Product: Run Ledger

Part of: Gate

Available now in zehrava-gate@0.3.0

Feature

Run Ledger

Run Ledger adds execution continuity to Gate. When an agent run breaks — crash, interruption, approval wait — it can resume from the last valid checkpoint without replaying side effects or losing progress.

What is Run Ledger?

Run Ledger is an execution continuity system for AI agents. It records every meaningful event in an agent's run, creates sealed checkpoints at safe boundaries, and allows interrupted runs to resume without data loss or duplicate side effects.

This is not a new workflow engine, memory system, or transcript replay mechanism. It is a boring, reliable execution ledger with checkpointing, resume, and side-effect deduplication.

Why it matters

Agent runs fail for reasons outside the agent's control:

Network interruptions during API calls
Server restarts or deploys
Human approval required mid-execution
Rate limit backoff that exceeds timeout
Process crashes or OOM kills

Without Run Ledger, the agent must start over from the beginning. Work already completed is lost. Side effects already executed — emails sent, database writes, API calls — get replayed, causing duplicates.

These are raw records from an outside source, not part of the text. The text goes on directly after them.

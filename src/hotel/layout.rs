//! The fixed hotel building layout
//!
//! This module builds the immutable set of room descriptors for the building:
//! floors 1-9 hold ten rooms each, floor 10 holds seven, for 97 rooms total.
//! The stairs and lift sit at the left end of every corridor, before
//! position 0.

use crate::hotel::room::Room;
use crate::types::RoomId;
use serde::{Deserialize, Serialize};

/// Number of floors in the building
pub const FLOOR_COUNT: u8 = 10;

/// Rooms per floor on floors 1-9
pub const ROOMS_PER_FLOOR: u8 = 10;

/// Rooms on the top floor
pub const TOP_FLOOR_ROOMS: u8 = 7;

/// Total rooms in the building
pub const TOTAL_ROOMS: usize = 97;

/// Number of rooms on the given floor
pub fn floor_width(floor: u8) -> u8 {
    if floor == FLOOR_COUNT {
        TOP_FLOOR_ROOMS
    } else {
        ROOMS_PER_FLOOR
    }
}

/// The complete set of rooms in the building
///
/// Built once per session and never mutated; occupancy lives elsewhere.
/// Rooms are ordered by floor ascending, then by corridor position.
#[derive(Debug, Clone, Serialize, Deserialize)]
pub struct HotelLayout {
    rooms: Vec<Room>,
}

impl HotelLayout {
    /// Build the fixed layout
    pub fn new() -> Self {
        let mut rooms = Vec::with_capacity(TOTAL_ROOMS);

        for floor in 1..=FLOOR_COUNT {
            for pos in 0..floor_width(floor) {
                rooms.push(Room::new(floor, pos));
            }
        }

        Self { rooms }
    }

    /// All rooms in layout order (floor ascending, then position)
    pub fn rooms(&self) -> &[Room] {
        &self.rooms
    }

    /// Total number of rooms
    pub fn room_count(&self) -> usize {
        self.rooms.len()
    }

    /// Look up a room by its identifier
    pub fn get_room(&self, room_id: RoomId) -> Option<&Room> {
        self.rooms.iter().find(|r| r.id() == room_id)
    }

    /// Check if a room exists in the building
    pub fn contains_room(&self, room_id: RoomId) -> bool {
        self.rooms.iter().any(|r| r.id() == room_id)
    }

    /// All rooms on one floor, ordered by corridor position
    pub fn rooms_on_floor(&self, floor: u8) -> Vec<&Room> {
        self.rooms.iter().filter(|r| r.floor() == floor).collect()
    }

    /// Validate the layout's structural invariants
    pub fn validate(&self) -> Result<(), String> {
        if self.rooms.len() != TOTAL_ROOMS {
            return Err(format!(
                "Layout must contain {} rooms, found {}",
                TOTAL_ROOMS,
                self.rooms.len()
            ));
        }

        for floor in 1..=FLOOR_COUNT {
            let expected = floor_width(floor) as usize;
            let actual = self.rooms_on_floor(floor).len();
            if actual != expected {
                return Err(format!("Floor {} must hold {} rooms, found {}", floor, expected, actual));
            }
        }

        let mut seen = std::collections::HashSet::new();
        for room in &self.rooms {
            if !seen.insert((room.floor(), room.pos())) {
                return Err(format!(
                    "Duplicate room at floor {} position {}",
                    room.floor(),
                    room.pos()
                ));
            }
        }

        Ok(())
    }
}

impl Default for HotelLayout {
    fn default() -> Self {
        Self::new()
    }
}
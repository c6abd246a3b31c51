// SPDX-FileCopyrightText: 2026 Stan Grams <sjg@haxx.space>
//
// SPDX-License-Identifier: BSD-2-Clause

//! Single-slot state-change notification.

use std::sync::Mutex;

type Listener<T> = Box<dyn Fn(&T) + Send + Sync>;

/// At-most-one registered listener, invoked synchronously with every
/// published snapshot. No batching, no filtering.
///
/// The listener must be cheap (enqueue a redraw, push onto a channel) and
/// must not call back into the publishing component: delivery happens on
/// the publisher's task and a synchronous re-entry would recurse into
/// snapshot replacement.
pub struct Notifier<T> {
    listener: Mutex<Option<Listener<T>>>,
}

impl<T> Notifier<T> {
    pub fn new() -> Self {
        Self {
            listener: Mutex::new(None),
        }
    }

    /// Register the listener, replacing any previous one.
    pub fn subscribe(&self, listener: impl Fn(&T) + Send + Sync + 'static) {
        if let Ok(mut slot) = self.listener.lock() {
            *slot = Some(Box::new(listener));
        }
    }

    pub fn clear(&self) {
        if let Ok(mut slot) = self.listener.lock() {
            *slot = None;
        }
    }

    pub fn notify(&self, snapshot: &T) {
        if let Ok(slot) = self.listener.lock() {
            if let Some(listener) = slot.as_ref() {
                listener(snapshot);
            }
        }
    }
}

impl<T> Default for Notifier<T> {
    fn default() -> Self {
        Self::new()
    }
}
// SPDX-FileCopyrightText: 2026 Stan Grams <sjg@haxx.space>
//
// SPDX-License-Identifier: BSD-2-Clause

//! Operational policies for retry and polling behavior.
//!
//! Attempt counts and delays are policy knobs, not protocol requirements;
//! they are grouped here so callers configure them in one place.

use std::time::Duration;

use tokio::time::Instant;

/// Fixed retry policy driving set-verify loops.
///
/// Both devices drop characters on noisy links and neither acknowledges a
/// set reliably, so every setter re-sends and re-checks up to `attempts`
/// times with a constant delay between attempts.
#[derive(Debug, Clone, Copy)]
pub struct FixedDelay {
    attempts: u32,
    delay: Duration,
}

impl FixedDelay {
    pub fn new(attempts: u32, delay: Duration) -> Self {
        Self { attempts, delay }
    }

    pub fn attempts(&self) -> u32 {
        self.attempts
    }

    pub fn delay(&self) -> Duration {
        self.delay
    }
}

impl Default for FixedDelay {
    fn default() -> Self {
        Self::new(3, Duration::from_millis(100))
    }
}

/// Decides whether a poll tick that refreshed the amplifier should also
/// refresh the tuner.
///
/// The tuner sleeps when idle, and waking it on every fast tick would
/// defeat that, so it is only polled on a slow background interval —
/// unless amplifier SWR rises above the idle baseline, which means RF is
/// flowing and the tuner must track the fast rate until the carrier drops.
#[derive(Debug, Clone, Copy)]
pub struct TunerPollPolicy {
    background_interval: Duration,
}

impl TunerPollPolicy {
    /// SWR reported by the amplifier when no RF is flowing.
    pub const IDLE_SWR: f32 = 1.0;

    pub fn new(background_interval: Duration) -> Self {
        Self {
            background_interval,
        }
    }

    pub fn background_interval(&self) -> Duration {
        self.background_interval
    }

    /// `last_poll` of `None` means the tuner has never been polled.
    pub fn should_poll(&self, last_poll: Option<Instant>, amp_swr: Option<f32>) -> bool {
        if amp_swr.is_some_and(|swr| swr > Self::IDLE_SWR) {
            return true;
        }
        match last_poll {
            Some(at) => at.elapsed() >= self.background_interval,
            None => true,
        }
    }
}

impl Default for TunerPollPolicy {
    fn default() -> Self {
        Self::new(Duration::from_secs(30))
    }
}

#[cfg(test)]
mod tests {
    use super::*;

    #[test]
    fn test_fixed_delay_defaults() {
        let policy = FixedDelay::default();
        assert_eq!(policy.attempts(), 3);
        assert_eq!(policy.delay(), Duration::from_millis(100));
    }

    #[tokio::test(start_paused = true)]
    async fn test_tuner_poll_waits_for_background_interval() {
        let policy = TunerPollPolicy::new(Duration::from_secs(30));
        let polled_at = Instant::now();

        tokio::time::advance(Duration::from_secs(5)).await;
        assert!(!policy.should_poll(Some(polled_at), Some(1.0)));

        tokio::time::advance(Duration::from_secs(30)).await;
        assert!(policy.should_poll(Some(polled_at), Some(1.0)));
    }

    #[tokio::test(start_paused = true)]
    async fn test_tuner_poll_forced_by_high_swr() {
        let policy = TunerPollPolicy::new(Duration::from_secs(30));
        let polled_at = Instant::now();

        // Interval not elapsed, but RF is flowing.
        assert!(policy.should_poll(Some(polled_at), Some(1.6)));
        // Exactly at the idle baseline does not count as transmission.
        assert!(!policy.should_poll(Some(polled_at), Some(1.0)));
        // Unknown SWR (amplifier absent) gates on the interval alone.
        assert!(!policy.should_poll(Some(polled_at), None));
    }

    #[test]
    fn test_tuner_poll_when_never_polled() {
        let policy = TunerPollPolicy::default();
        assert!(policy.should_poll(None, None));
    }
}
// SPDX-FileCopyrightText: 2026 Stan Grams <sjg@haxx.space>
//
// SPDX-License-Identifier: BSD-2-Clause

//! Configuration file support for kombod.
//!
//! Config is loaded from `kombo.toml`. Search order:
//! 1. Path given via `--config`
//! 2. `./kombo.toml`
//!
//! Every field has a default, and CLI arguments override the file.

use std::path::Path;

use serde::{Deserialize, Serialize};

pub type ConfigResult<T> = Result<T, Box<dyn std::error::Error>>;

#[derive(Debug, Clone, Serialize, Deserialize)]
#[serde(default)]
pub struct KombodConfig {
    /// Serial port for the KPA500 amplifier.
    pub amp_port: Option<String>,
    /// Serial port for the KAT500 tuner.
    pub tuner_port: Option<String>,
    /// Baud rate used on both ports.
    pub baud: u32,
    /// Fast poll interval driving the amplifier, in milliseconds.
    pub poll_interval_ms: u64,
    /// Slow background poll interval for the tuner, in seconds.
    pub tuner_interval_secs: u64,
}

impl Default for KombodConfig {
    fn default() -> Self {
        Self {
            amp_port: None,
            tuner_port: None,
            baud: 38400,
            poll_interval_ms: 250,
            tuner_interval_secs: 30,
        }
    }
}

impl KombodConfig {
    pub fn load(path: Option<&Path>) -> ConfigResult<Self> {
        match path {
            Some(path) => Self::from_file(path),
            None => {
                let default_path = Path::new("kombo.toml");
                if default_path.exists() {
                    Self::from_file(default_path)
                } else {
                    Ok(Self::default())
                }
            }
        }
    }

    fn from_file(path: &Path) -> ConfigResult<Self> {
        let raw = std::fs::read_to_string(path)
            .map_err(|e| format!("cannot read {}: {}", path.display(), e))?;
        let config = toml::from_str(&raw)
            .map_err(|e| format!("cannot parse {}: {}", path.display(), e))?;
        Ok(config)
    }
}
// SPDX-FileCopyrightText: 2026 Stan Grams <sjg@haxx.space>
//
// SPDX-License-Identifier: BSD-2-Clause

pub mod model;
pub mod state;

pub use model::{ComboConfig, ComboModel};
pub use state::{AmpStatus, ComboState, TunerStatus};
// SPDX-FileCopyrightText: 2026 Stan Grams <sjg@haxx.space>
//
// SPDX-License-Identifier: BSD-2-Clause

//! Code tables shared by both devices.
//!
//! The KPA500 and KAT500 use the same 11-entry band-number table and the
//! same baud-rate table. Both are closed sets: a wire code outside the
//! table is a decode error, never a silently wrapped value.

use std::fmt;

use serde::{Deserialize, Serialize};

use crate::error::{DeviceError, DeviceResult};

/// Amateur bands addressable on the band-number (`BN`) command.
#[derive(Debug, Clone, Copy, PartialEq, Eq, Serialize, Deserialize)]
pub enum Band {
    B160m,
    B80m,
    B60m,
    B40m,
    B30m,
    B20m,
    B17m,
    B15m,
    B12m,
    B10m,
    B6m,
}

impl Band {
    pub const ALL: [Band; 11] = [
        Band::B160m,
        Band::B80m,
        Band::B60m,
        Band::B40m,
        Band::B30m,
        Band::B20m,
        Band::B17m,
        Band::B15m,
        Band::B12m,
        Band::B10m,
        Band::B6m,
    ];

    pub fn code(self) -> u8 {
        match self {
            Band::B160m => 0,
            Band::B80m => 1,
            Band::B60m => 2,
            Band::B40m => 3,
            Band::B30m => 4,
            Band::B20m => 5,
            Band::B17m => 6,
            Band::B15m => 7,
            Band::B12m => 8,
            Band::B10m => 9,
            Band::B6m => 10,
        }
    }

    pub fn from_code(code: u8) -> Option<Band> {
        Band::ALL.get(code as usize).copied()
    }

    /// Two-digit zero-padded encoding used on the wire.
    pub fn wire(self) -> String {
        format!("{:02}", self.code())
    }

    /// Decode a band-number response body.
    pub fn decode(command: &str, body: &str) -> DeviceResult<Band> {
        body.parse::<u8>()
            .ok()
            .and_then(Band::from_code)
            .ok_or_else(|| DeviceError::decode(command, body))
    }

    pub fn label(self) -> &'static str {
        match self {
            Band::B160m => "160m",
            Band::B80m => "80m",
            Band::B60m => "60m",
            Band::B40m => "40m",
            Band::B30m => "30m",
            Band::B20m => "20m",
            Band::B17m => "17m",
            Band::B15m => "15m",
            Band::B12m => "12m",
            Band::B10m => "10m",
            Band::B6m => "6m",
        }
    }
}

impl fmt::Display for Band {
    fn fmt(&self, f: &mut fmt::Formatter<'_>) -> fmt::Result {
        f.write_str(self.label())
    }
}

/// Serial baud-rate settings shared by both devices.
#[derive(Debug, Clone, Copy, PartialEq, Eq, Serialize, Deserialize)]
pub enum BaudRate {
    Baud4800,
    Baud9600,
    Baud19200,
    Baud38400,
}

impl BaudRate {
    pub fn code(self) -> u8 {
        match self {
            BaudRate::Baud4800 => 0,
            BaudRate::Baud9600 => 1,
            BaudRate::Baud19200 => 2,
            BaudRate::Baud38400 => 3,
        }
    }

    pub fn from_code(code: u8) -> Option<BaudRate> {
        match code {
            0 => Some(BaudRate::Baud4800),
            1 => Some(BaudRate::Baud9600),
            2 => Some(BaudRate::Baud19200),
            3 => Some(BaudRate::Baud38400),
            _ => None,
        }
    }

    pub fn decode(command: &str, body: &str) -> DeviceResult<BaudRate> {
        body.parse::<u8>()
            .ok()
            .and_then(BaudRate::from_code)
            .ok_or_else(|| DeviceError::decode(command, body))
    }
}

#[cfg(test)]
mod tests {
    use super::*;

    #[test]
    fn test_band_round_trip() {
        for band in Band::ALL {
            assert_eq!(Band::decode("BN", &band.wire()).unwrap(), band);
        }
    }

    #[test]
    fn test_band_rejects_out_of_table_codes() {
        for body in ["11", "42", "99"] {
            let err = Band::decode("BN", body).unwrap_err();
            assert!(err.is_decode(), "code {} must not wrap around", body);
        }
    }

    #[test]
    fn test_band_rejects_garbage() {
        assert!(Band::decode("BN", "x7").unwrap_err().is_decode());
        assert!(Band::decode("BN", "").unwrap_err().is_decode());
    }

    #[test]
    fn test_band_wire_is_zero_padded() {
        assert_eq!(Band::B160m.wire(), "00");
        assert_eq!(Band::B20m.wire(), "05");
        assert_eq!(Band::B6m.wire(), "10");
    }

    #[test]
    fn test_baud_rate_round_trip() {
        for code in 0..=3 {
            let rate = BaudRate::from_code(code).unwrap();
            assert_eq!(rate.code(), code);
        }
        assert!(BaudRate::from_code(4).is_none());
    }
}
#[cfg(test)]
mod tests {
    use std::sync::atomic::{AtomicU32, Ordering};
    use std::sync::Arc;

    use tokio::io::{AsyncReadExt, AsyncWriteExt, DuplexStream};

    use super::*;

    fn tuner(stream: DuplexStream) -> Kat500<DuplexStream> {
        Kat500::with_timing(
            stream,
            Duration::from_millis(100),
            FixedDelay::new(3, Duration::from_millis(10)),
        )
    }

    async fn read_request(stream: &mut DuplexStream) -> Option<String> {
        let mut buf = Vec::new();
        loop {
            let mut byte = [0u8; 1];
            if stream.read_exact(&mut byte).await.is_err() {
                return None;
            }
            if byte[0] == b';' {
                break;
            }
            buf.push(byte[0]);
        }
        Some(String::from_utf8_lossy(&buf).to_string())
    }

    fn scripted_device(mut device: DuplexStream, replies: Vec<&'static [u8]>) {
        tokio::spawn(async move {
            for reply in replies {
                if read_request(&mut device).await.is_none() {
                    return;
                }
                if !reply.is_empty() {
                    device.write_all(reply).await.unwrap();
                }
            }
            std::future::pending::<()>().await;
        });
    }

    #[tokio::test(start_paused = true)]
    async fn test_wake_costs_one_ping_when_awake() {
        let (client, mut device) = tokio::io::duplex(256);
        let kat = tuner(client);
        let pings = Arc::new(AtomicU32::new(0));
        let seen = pings.clone();

        tokio::spawn(async move {
            let mut byte = [0u8; 1];
            while device.read_exact(&mut byte).await.is_ok() {
                seen.fetch_add(1, Ordering::SeqCst);
                device.write_all(b";").await.unwrap();
            }
        });

        assert!(kat.wake().await.unwrap());
        assert_eq!(pings.load(Ordering::SeqCst), 1);
    }

    #[tokio::test(start_paused = true)]
    async fn test_wake_gives_up_after_ten_pings() {
        let (client, mut device) = tokio::io::duplex(256);
        let kat = tuner(client);
        let pings = Arc::new(AtomicU32::new(0));
        let seen = pings.clone();

        tokio::spawn(async move {
            let mut byte = [0u8; 1];
            while device.read_exact(&mut byte).await.is_ok() {
                seen.fetch_add(1, Ordering::SeqCst);
            }
        });

        assert!(!kat.wake().await.unwrap());
        assert_eq!(pings.load(Ordering::SeqCst), 10);
    }

    #[tokio::test(start_paused = true)]
    async fn test_set_mode_verifies_against_echo() {
        let (client, mut device) = tokio::io::duplex(256);
        let kat = tuner(client);

        tokio::spawn(async move {
            assert_eq!(read_request(&mut device).await.as_deref(), Some("MDA"));
            device.write_all(b"MDA;").await.unwrap();
        });

        assert!(kat.set_mode(TunerMode::Auto).await.unwrap());
    }

    #[tokio::test(start_paused = true)]
    async fn test_get_mode_rejects_unknown_letter() {
        let (client, device) = tokio::io::duplex(256);
        let kat = tuner(client);
        scripted_device(device, vec![b"MDB;", b"MDX;"]);

        assert_eq!(kat.get_mode().await.unwrap(), Some(TunerMode::Bypass));
        assert!(kat.get_mode().await.unwrap_err().is_decode());
    }

    #[tokio::test(start_paused = true)]
    async fn test_full_tune_confirms_via_tuning_flag() {
        let (client, device) = tokio::io::duplex(256);
        let kat = tuner(client);
        // FT draws no reply; the TP probe confirms.
        scripted_device(device, vec![b"", b"TP1;", b"", b"TP0;"]);

        assert!(kat.full_tune().await.unwrap());
        assert!(!kat.full_tune().await.unwrap());
    }

    #[tokio::test(start_paused = true)]
    async fn test_memory_tune_uses_leading_space_encoding() {
        let (client, mut device) = tokio::io::duplex(256);
        let kat = tuner(client);

        tokio::spawn(async move {
            assert_eq!(read_request(&mut device).await.as_deref(), Some("MT 14200"));
            device.write_all(b"MT;").await.unwrap();
            assert_eq!(read_request(&mut device).await.as_deref(), Some("F 7100"));
            device.write_all(b"F;").await.unwrap();
            assert_eq!(read_request(&mut device).await.as_deref(), Some("MT"));
            device.write_all(b"MT;").await.unwrap();
        });

        assert!(kat.memory_tune(Some(14200)).await.unwrap());
        assert!(kat.set_frequency(7100).await.unwrap());
        assert!(kat.memory_tune(None).await.unwrap());
    }

    #[tokio::test(start_paused = true)]
    async fn test_relay_masks_are_two_digit_hex() {
        let (client, mut device) = tokio::io::duplex(256);
        let kat = tuner(client);

        tokio::spawn(async move {
            assert_eq!(read_request(&mut device).await.as_deref(), Some("L"));
            device.write_all(b"L3F;").await.unwrap();
            assert_eq!(read_request(&mut device).await.as_deref(), Some("C0A"));
            device.write_all(b"C0A;").await.unwrap();
        });

        assert_eq!(kat.get_inductors().await.unwrap(), Some(0x3F));
        assert!(kat.set_capacitors(0x0A).await.unwrap());
    }

    #[tokio::test(start_paused = true)]
    async fn test_threshold_get_parses_fixed_offset() {
        let (client, mut device) = tokio::io::duplex(256);
        let kat = tuner(client);

        tokio::spawn(async move {
            assert_eq!(read_request(&mut device).await.as_deref(), Some("ST05A"));
            device.write_all(b"ST05A1.80;").await.unwrap();
        });

        let vswr = kat
            .get_threshold(Band::B20m, ThresholdKind::AutoTune)
            .await
            .unwrap()
            .unwrap();
        assert!((vswr - 1.8).abs() < 0.001);
    }

    #[tokio::test(start_paused = true)]
    async fn test_auto_tune_threshold_validated_locally() {
        let (client, mut device) = tokio::io::duplex(256);
        let kat = tuner(client);

        let err = kat
            .set_threshold(Band::B20m, ThresholdKind::AutoTune, 1.4)
            .await
            .unwrap_err();
        assert!(matches!(err, DeviceError::InvalidArgument(_)));

        // Bypass thresholds have no minimum and do reach the wire.
        tokio::spawn(async move {
            assert_eq!(
                read_request(&mut device).await.as_deref(),
                Some("ST05B1.40")
            );
            device.write_all(b"ST05B1.40;").await.unwrap();
        });
        assert!(kat
            .set_threshold(Band::B20m, ThresholdKind::Bypass, 1.4)
            .await
            .unwrap());
    }

    #[tokio::test(start_paused = true)]
    async fn test_antenna_preference_round_trip() {
        let (client, mut device) = tokio::io::duplex(256);
        let kat = tuner(client);

        tokio::spawn(async move {
            assert_eq!(read_request(&mut device).await.as_deref(), Some("AP03"));
            device.write_all(b"AP032;").await.unwrap();
            assert_eq!(read_request(&mut device).await.as_deref(), Some("AP031"));
            device.write_all(b"AP031;").await.unwrap();
        });

        assert_eq!(
            kat.get_antenna_preference(Band::B40m).await.unwrap(),
            Some(2)
        );
        assert!(kat.set_antenna_preference(Band::B40m, 1).await.unwrap());
        assert!(matches!(
            kat.set_antenna_preference(Band::B40m, 4).await.unwrap_err(),
            DeviceError::InvalidArgument(_)
        ));
    }

    #[tokio::test(start_paused = true)]
    async fn test_tuner_fault_closed_table() {
        let (client, device) = tokio::io::duplex(256);
        let kat = tuner(client);
        scripted_device(device, vec![b"FLT1;", b"FLT4;"]);

        assert_eq!(kat.get_fault().await.unwrap(), Some(TunerFault::NoMatch));
        assert!(kat.get_fault().await.unwrap_err().is_decode());

        for fault in TunerFault::ALL {
            assert_eq!(TunerFault::from_code(fault.code()), Some(fault));
        }
        assert!(TunerFault::from_code(4).is_none());
    }

    #[tokio::test(start_paused = true)]
    async fn test_amp_key_interrupt_power_strips_watt_suffix() {
        let (client, device) = tokio::io::duplex(256);
        let kat = tuner(client);
        scripted_device(device, vec![b"AKIP 600W;"]);

        assert_eq!(kat.get_amp_key_interrupt_power().await.unwrap(), Some(600));
    }

    #[tokio::test(start_paused = true)]
    async fn test_vswr_absent_when_asleep() {
        let (client, _device) = tokio::io::duplex(256);
        let kat = tuner(client);

        assert_eq!(kat.get_vswr().await.unwrap(), None);
    }
}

Run Ledger solves this. Interrupted runs resume from the last checkpoint. Side effects are deduplicated. Progress is preserved.

How it works

Three components work together:

1. Ledger — ordered log of events

Every meaningful event in a run is recorded with a sequence number, event type, actor, payload, and side effect class. Events are immutable once recorded. The ledger is the source of truth for what happened during a run.

2. Checkpoint — sealed resumable state

At safe boundaries (interruption, approval request, failure), the system seals a checkpoint. The checkpoint contains everything needed to continue: which events were completed, which artifacts were created, which approvals are pending, and which side effects must not be replayed.

3. Resume — restore from checkpoint

When the run resumes, the system loads the latest checkpoint, verifies its integrity, and builds a resume context. The agent sees receipts (what happened), artifacts (what was created), and blocked side effects (what must be skipped). Execution continues from the current step.

Event model

Run Ledger tracks 18 event types. Events fall into two categories:

Progress events

These indicate meaningful work completed. Only progress events update last_safe_event_id:

Event	Meaning
plan_locked	Execution plan finalized
tool_call_finished	Tool invocation completes
artifact_created	File or output created
policy_checked	Policy evaluation complete
approval_received	Human approved
execution_succeeded	Execution completed
delegation_finished	Sub-agent completed
run_completed	Run finished successfully

Non-progress events

These record state transitions but do not count as safe checkpoints:

Event	Meaning
run_started	Run begins
tool_call_started	Tool invocation begins
intent_proposed	Gate intent submitted
approval_requested	Human approval needed
execution_requested	Execution order issued
delegation_started	Work delegated to sub-agent
checkpoint_sealed	Checkpoint created
interruption_detected	Run interrupted
run_resumed	Run resumed from checkpoint
run_failed	Run hard failed

Side effect classes

Each event declares its side effect class. This determines whether the event can be safely replayed on resume:

Class	Replayable	Examples
none	✅ Yes	Pure computation, logging
read	✅ Yes	Database reads, API GETs
write	⚠️ Maybe	Local file writes (idempotent)
external_mutation	❌ No	Database writes, API POSTs
payment	❌ No	Stripe charges, refunds
notification	❌ No	Emails, SMS, webhooks
delegation	⚠️ Maybe	Sub-agent spawns (if idempotent)

Side effect deduplication

For events marked external_mutation, payment, or notification, the system computes a deduplication key:

side_effect_key = SHA-256({ action, target, payloadHash })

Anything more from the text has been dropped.